[Collected data entries]

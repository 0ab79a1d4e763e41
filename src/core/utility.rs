//! Typed client for the per-session utility script.
//!
//! The utility script is loaded by `Session::init` and exports the informational
//! calls. [`UtilityClient`] turns each export into a typed method and rejects
//! replies of the wrong shape with `UnexpectedReply`.
//!
//! Besides the seven static facts it covers live inspection of the target:
//! threads, modules and synchronous pattern scans. Those return typed records
//! ([`ThreadInfo`], [`ModuleInfo`], [`ScanMatch`]).

use std::fmt;
use std::sync::Arc;

use crate::backend::{RemoteCall, RemoteValue};
use crate::core::script::Script;
use crate::error::SessionError;

/// Static facts about the attached target, queried once during init.
#[derive(Debug, Clone, PartialEq, Eq)]
pub struct SessionFacts {
    pub engine_version: String,
    pub script_runtime: String,
    pub arch: String,
    pub platform: String,
    pub page_size: u64,
    pub pointer_size: u64,
    pub code_signing_policy: String,
}

impl SessionFacts {
    /// Queries the seven facts one after another.
    pub(crate) async fn fetch(client: &UtilityClient) -> Result<Self, SessionError> {
        Ok(Self {
            engine_version: client.engine_version().await?,
            script_runtime: client.script_runtime().await?,
            arch: client.arch().await?,
            platform: client.platform().await?,
            page_size: client.page_size().await?,
            pointer_size: client.pointer_size().await?,
            code_signing_policy: client.code_signing_policy().await?,
        })
    }
}

impl fmt::Display for SessionFacts {
    fn fmt(&self, f: &mut fmt::Formatter<'_>) -> fmt::Result {
        write!(
            f,
            "engine={} runtime={} {}/{} page={} ptr={} signing={}",
            self.engine_version,
            self.script_runtime,
            self.platform,
            self.arch,
            self.page_size,
            self.pointer_size,
            self.code_signing_policy
        )
    }
}

/// One thread of the target.
#[derive(Debug, Clone, PartialEq, Eq)]
pub struct ThreadInfo {
    pub id: u64,
    /// `"running"`, `"stopped"`, `"waiting"`, ...
    pub state: String,
}

/// One module loaded in the target.
#[derive(Debug, Clone, PartialEq, Eq)]
pub struct ModuleInfo {
    pub name: String,
    pub base: u64,
    pub size: u64,
    pub path: String,
}

/// One hit of a pattern scan.
#[derive(Debug, Clone, Copy, PartialEq, Eq)]
pub struct ScanMatch {
    pub address: u64,
    pub size: u64,
}

impl ThreadInfo {
    fn from_remote(v: &RemoteValue) -> Option<Self> {
        Some(Self {
            id: v.get("id")?.as_u64()?,
            state: v.get("state")?.as_str()?.to_string(),
        })
    }
}

impl ModuleInfo {
    fn from_remote(v: &RemoteValue) -> Option<Self> {
        Some(Self {
            name: v.get("name")?.as_str()?.to_string(),
            base: v.get("base")?.as_address()?,
            size: v.get("size")?.as_u64()?,
            path: v.get("path")?.as_str()?.to_string(),
        })
    }
}

impl ScanMatch {
    fn from_remote(v: &RemoteValue) -> Option<Self> {
        Some(Self {
            address: v.get("address")?.as_address()?,
            size: v.get("size")?.as_u64()?,
        })
    }
}

/// Typed remote calls against a loaded utility script.
#[derive(Debug, Clone)]
pub struct UtilityClient {
    script: Arc<Script>,
}

impl UtilityClient {
    pub(crate) fn new(script: Arc<Script>) -> Self {
        Self { script }
    }

    pub fn script(&self) -> &Arc<Script> {
        &self.script
    }

    pub async fn engine_version(&self) -> Result<String, SessionError> {
        self.text(RemoteCall::EngineVersion).await
    }

    pub async fn script_runtime(&self) -> Result<String, SessionError> {
        self.text(RemoteCall::ScriptRuntime).await
    }

    pub async fn arch(&self) -> Result<String, SessionError> {
        self.text(RemoteCall::Arch).await
    }

    pub async fn platform(&self) -> Result<String, SessionError> {
        self.text(RemoteCall::Platform).await
    }

    pub async fn page_size(&self) -> Result<u64, SessionError> {
        self.number(RemoteCall::PageSize).await
    }

    pub async fn pointer_size(&self) -> Result<u64, SessionError> {
        self.number(RemoteCall::PointerSize).await
    }

    pub async fn code_signing_policy(&self) -> Result<String, SessionError> {
        self.text(RemoteCall::CodeSigningPolicy).await
    }

    pub async fn heap_size(&self) -> Result<u64, SessionError> {
        self.number(RemoteCall::HeapSize).await
    }

    pub async fn is_debugger_attached(&self) -> Result<bool, SessionError> {
        let export = RemoteCall::IsDebuggerAttached.export_name();
        let v = self.script.call(RemoteCall::IsDebuggerAttached).await?;
        v.as_bool().ok_or_else(|| unexpected(export, &v))
    }

    /// Process id as the target reports it; matches [`Session::pid`](crate::Session::pid).
    pub async fn pid(&self) -> Result<u32, SessionError> {
        let n = self.number(RemoteCall::Pid).await?;
        u32::try_from(n).map_err(|_| SessionError::UnexpectedReply {
            call: RemoteCall::Pid.export_name(),
            got: n.to_string(),
        })
    }

    pub async fn current_thread_id(&self) -> Result<u64, SessionError> {
        self.number(RemoteCall::CurrentThreadId).await
    }

    pub async fn enumerate_threads(&self) -> Result<Vec<ThreadInfo>, SessionError> {
        self.records(RemoteCall::EnumerateThreads, ThreadInfo::from_remote)
            .await
    }

    pub async fn enumerate_modules(&self) -> Result<Vec<ModuleInfo>, SessionError> {
        self.records(RemoteCall::EnumerateModules, ModuleInfo::from_remote)
            .await
    }

    /// Module called `name`. A module that isn't loaded fails on the target side.
    pub async fn module_by_name(&self, name: &str) -> Result<ModuleInfo, SessionError> {
        let call = RemoteCall::GetModuleByName {
            name: name.to_string(),
        };
        let export = call.export_name();
        let v = self.script.call(call).await?;
        ModuleInfo::from_remote(&v).ok_or_else(|| unexpected(export, &v))
    }

    /// Scans `[address, address + size)` for `pattern` (`"D9 44 ?? 08"` style).
    pub async fn scan_sync(
        &self,
        address: u64,
        size: u64,
        pattern: &str,
    ) -> Result<Vec<ScanMatch>, SessionError> {
        let call = RemoteCall::ScanSync {
            address,
            size,
            pattern: pattern.to_string(),
        };
        self.records(call, ScanMatch::from_remote).await
    }

    async fn text(&self, call: RemoteCall) -> Result<String, SessionError> {
        let export = call.export_name();
        let v = self.script.call(call).await?;
        match v {
            RemoteValue::Str(s) => Ok(s),
            other => Err(unexpected(export, &other)),
        }
    }

    async fn number(&self, call: RemoteCall) -> Result<u64, SessionError> {
        let export = call.export_name();
        let v = self.script.call(call).await?;
        v.as_u64().ok_or_else(|| unexpected(export, &v))
    }

    /// List reply where every item must parse; one bad item rejects the reply.
    async fn records<T>(
        &self,
        call: RemoteCall,
        parse: fn(&RemoteValue) -> Option<T>,
    ) -> Result<Vec<T>, SessionError> {
        let export = call.export_name();
        let v = self.script.call(call).await?;
        v.as_list()
            .and_then(|items| items.iter().map(parse).collect::<Option<Vec<T>>>())
            .ok_or_else(|| unexpected(export, &v))
    }
}

fn unexpected(call: &'static str, got: &RemoteValue) -> SessionError {
    SessionError::UnexpectedReply {
        call,
        got: format!("{got:?}"),
    }
}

[Work instructions] Your reply should be nothing but the lines from the one containing "fn unexpected(call: &'static" through the last line above, copied exactly; please include both ends.

[Response]
fn unexpected(call: &'static str, got: &RemoteValue) -> SessionError {
    SessionError::UnexpectedReply {
        call,
        got: format!("{got:?}"),
    }
}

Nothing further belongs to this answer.